**TASK DESCRIPTION**.
Your task is to filter the entries and copy every line containing the string "directory".

**DATA**.
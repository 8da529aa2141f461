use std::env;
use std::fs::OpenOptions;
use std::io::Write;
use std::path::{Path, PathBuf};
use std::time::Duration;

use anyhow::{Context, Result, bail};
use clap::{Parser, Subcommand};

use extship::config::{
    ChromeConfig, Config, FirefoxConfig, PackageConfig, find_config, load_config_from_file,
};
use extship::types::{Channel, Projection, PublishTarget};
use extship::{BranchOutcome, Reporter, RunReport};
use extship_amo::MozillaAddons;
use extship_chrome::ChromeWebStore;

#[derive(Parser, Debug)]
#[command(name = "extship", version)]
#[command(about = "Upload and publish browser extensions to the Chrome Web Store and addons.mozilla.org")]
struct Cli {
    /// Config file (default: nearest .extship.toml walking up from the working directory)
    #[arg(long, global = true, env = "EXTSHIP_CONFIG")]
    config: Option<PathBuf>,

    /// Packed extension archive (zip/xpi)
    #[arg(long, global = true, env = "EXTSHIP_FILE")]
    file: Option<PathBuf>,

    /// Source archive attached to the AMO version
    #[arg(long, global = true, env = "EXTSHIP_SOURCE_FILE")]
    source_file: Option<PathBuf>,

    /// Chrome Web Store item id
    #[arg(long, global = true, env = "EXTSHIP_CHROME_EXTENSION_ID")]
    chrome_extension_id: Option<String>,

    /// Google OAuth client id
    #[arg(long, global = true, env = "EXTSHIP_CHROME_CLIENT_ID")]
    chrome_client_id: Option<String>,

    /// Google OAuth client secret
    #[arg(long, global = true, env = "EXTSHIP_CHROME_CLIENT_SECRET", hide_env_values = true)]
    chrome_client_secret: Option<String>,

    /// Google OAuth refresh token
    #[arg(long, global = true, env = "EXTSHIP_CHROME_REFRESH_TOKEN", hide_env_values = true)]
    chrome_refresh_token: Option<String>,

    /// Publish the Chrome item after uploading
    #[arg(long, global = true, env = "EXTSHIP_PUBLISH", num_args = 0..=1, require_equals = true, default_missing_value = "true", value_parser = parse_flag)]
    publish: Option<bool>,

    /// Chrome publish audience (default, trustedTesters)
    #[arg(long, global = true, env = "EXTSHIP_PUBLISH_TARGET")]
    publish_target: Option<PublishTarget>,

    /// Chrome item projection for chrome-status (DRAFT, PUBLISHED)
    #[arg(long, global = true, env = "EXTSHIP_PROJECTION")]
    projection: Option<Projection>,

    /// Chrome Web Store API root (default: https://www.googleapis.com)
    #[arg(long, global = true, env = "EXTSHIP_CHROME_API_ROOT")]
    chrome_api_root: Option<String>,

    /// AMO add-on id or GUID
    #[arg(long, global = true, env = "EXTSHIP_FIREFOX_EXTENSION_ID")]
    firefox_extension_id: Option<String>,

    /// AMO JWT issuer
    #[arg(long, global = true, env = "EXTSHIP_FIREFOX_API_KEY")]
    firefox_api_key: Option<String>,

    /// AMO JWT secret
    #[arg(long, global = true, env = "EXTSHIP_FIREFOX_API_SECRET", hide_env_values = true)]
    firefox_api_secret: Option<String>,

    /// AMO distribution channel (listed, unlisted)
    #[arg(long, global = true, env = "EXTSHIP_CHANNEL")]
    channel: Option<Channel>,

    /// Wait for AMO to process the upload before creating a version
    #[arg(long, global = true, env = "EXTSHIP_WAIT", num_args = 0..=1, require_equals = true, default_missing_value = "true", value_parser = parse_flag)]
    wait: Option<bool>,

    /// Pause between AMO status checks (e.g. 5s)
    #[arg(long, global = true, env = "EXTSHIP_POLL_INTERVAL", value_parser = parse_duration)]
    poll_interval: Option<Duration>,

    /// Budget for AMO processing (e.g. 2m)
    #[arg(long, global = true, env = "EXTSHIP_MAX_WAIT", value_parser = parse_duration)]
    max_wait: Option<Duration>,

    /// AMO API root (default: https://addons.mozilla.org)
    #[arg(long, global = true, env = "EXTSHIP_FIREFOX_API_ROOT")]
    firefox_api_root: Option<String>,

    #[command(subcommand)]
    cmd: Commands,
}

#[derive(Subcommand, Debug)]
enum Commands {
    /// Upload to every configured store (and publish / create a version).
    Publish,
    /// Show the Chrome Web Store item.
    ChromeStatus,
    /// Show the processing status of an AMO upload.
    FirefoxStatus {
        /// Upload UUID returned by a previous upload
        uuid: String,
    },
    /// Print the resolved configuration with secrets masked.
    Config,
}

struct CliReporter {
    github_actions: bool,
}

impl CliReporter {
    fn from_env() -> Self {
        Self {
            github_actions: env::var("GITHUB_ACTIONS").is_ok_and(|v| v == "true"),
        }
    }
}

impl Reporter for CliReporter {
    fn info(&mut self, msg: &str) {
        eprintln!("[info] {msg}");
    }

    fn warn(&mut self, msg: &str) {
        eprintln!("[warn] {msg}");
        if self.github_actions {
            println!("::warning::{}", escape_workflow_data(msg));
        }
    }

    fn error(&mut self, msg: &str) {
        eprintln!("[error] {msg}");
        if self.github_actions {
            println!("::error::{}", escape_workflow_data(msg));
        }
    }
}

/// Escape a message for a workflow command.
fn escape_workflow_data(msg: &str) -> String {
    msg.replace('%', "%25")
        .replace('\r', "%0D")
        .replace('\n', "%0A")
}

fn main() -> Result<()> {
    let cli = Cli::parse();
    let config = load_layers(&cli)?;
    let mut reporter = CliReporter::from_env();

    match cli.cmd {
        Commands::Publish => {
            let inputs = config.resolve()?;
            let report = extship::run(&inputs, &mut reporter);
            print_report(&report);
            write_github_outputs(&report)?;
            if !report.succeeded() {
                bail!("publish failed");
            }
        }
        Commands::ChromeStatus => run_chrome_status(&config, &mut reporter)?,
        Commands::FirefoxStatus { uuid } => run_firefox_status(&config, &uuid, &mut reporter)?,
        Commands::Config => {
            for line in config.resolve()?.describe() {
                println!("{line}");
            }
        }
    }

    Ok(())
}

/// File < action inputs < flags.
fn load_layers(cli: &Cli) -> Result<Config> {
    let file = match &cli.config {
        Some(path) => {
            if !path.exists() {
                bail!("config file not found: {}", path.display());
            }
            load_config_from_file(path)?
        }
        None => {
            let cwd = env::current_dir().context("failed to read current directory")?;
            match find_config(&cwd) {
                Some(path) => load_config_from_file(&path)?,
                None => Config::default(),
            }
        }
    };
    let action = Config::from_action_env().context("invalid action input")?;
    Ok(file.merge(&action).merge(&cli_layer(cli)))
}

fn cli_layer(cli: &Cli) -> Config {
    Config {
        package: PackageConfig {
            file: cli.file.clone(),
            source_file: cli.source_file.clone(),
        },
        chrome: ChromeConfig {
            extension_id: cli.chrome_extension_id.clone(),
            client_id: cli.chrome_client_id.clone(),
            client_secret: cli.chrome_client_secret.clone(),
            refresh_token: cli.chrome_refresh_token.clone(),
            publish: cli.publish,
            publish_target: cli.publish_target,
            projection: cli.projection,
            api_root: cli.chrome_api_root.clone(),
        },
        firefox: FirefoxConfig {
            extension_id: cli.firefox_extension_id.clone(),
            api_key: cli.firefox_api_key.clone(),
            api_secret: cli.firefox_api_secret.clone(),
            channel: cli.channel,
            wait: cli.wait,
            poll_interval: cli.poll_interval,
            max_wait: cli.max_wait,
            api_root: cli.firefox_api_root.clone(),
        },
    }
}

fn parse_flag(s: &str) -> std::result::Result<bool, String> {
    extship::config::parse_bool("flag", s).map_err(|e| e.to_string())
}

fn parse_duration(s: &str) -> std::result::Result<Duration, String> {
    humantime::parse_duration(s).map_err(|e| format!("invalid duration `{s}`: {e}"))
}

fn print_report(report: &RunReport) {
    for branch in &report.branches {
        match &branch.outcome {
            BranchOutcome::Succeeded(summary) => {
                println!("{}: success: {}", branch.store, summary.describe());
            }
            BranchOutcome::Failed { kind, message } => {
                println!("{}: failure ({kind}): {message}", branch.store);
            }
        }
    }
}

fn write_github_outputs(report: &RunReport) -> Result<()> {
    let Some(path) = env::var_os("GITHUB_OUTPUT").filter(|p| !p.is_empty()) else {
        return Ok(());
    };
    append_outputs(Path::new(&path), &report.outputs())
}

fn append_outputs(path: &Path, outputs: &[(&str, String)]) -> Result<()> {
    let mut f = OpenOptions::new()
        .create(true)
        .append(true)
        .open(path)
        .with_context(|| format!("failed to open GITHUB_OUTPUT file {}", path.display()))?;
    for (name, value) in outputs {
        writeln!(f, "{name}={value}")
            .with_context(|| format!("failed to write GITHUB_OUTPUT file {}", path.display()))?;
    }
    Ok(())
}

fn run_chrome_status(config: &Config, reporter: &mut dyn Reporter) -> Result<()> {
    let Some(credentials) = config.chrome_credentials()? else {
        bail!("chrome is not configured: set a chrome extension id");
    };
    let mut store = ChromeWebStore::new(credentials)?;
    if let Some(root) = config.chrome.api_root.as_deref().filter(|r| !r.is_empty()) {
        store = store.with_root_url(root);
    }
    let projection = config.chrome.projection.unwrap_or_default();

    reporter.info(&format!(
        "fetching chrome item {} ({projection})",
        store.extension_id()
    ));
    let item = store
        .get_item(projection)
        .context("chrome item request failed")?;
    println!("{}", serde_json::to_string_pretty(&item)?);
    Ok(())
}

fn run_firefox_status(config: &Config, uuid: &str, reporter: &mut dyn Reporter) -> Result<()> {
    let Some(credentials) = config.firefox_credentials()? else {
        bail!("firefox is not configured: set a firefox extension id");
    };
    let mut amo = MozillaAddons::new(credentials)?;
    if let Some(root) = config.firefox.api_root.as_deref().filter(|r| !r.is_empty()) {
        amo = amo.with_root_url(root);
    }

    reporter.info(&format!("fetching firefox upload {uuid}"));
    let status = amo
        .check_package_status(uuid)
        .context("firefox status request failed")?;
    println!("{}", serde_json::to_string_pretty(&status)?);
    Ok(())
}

**YOUR SOLUTION**.
    /// Config file (default: nearest .extship.toml walking up from the working directory)
            let cwd = env::current_dir().context("failed to read current directory")?;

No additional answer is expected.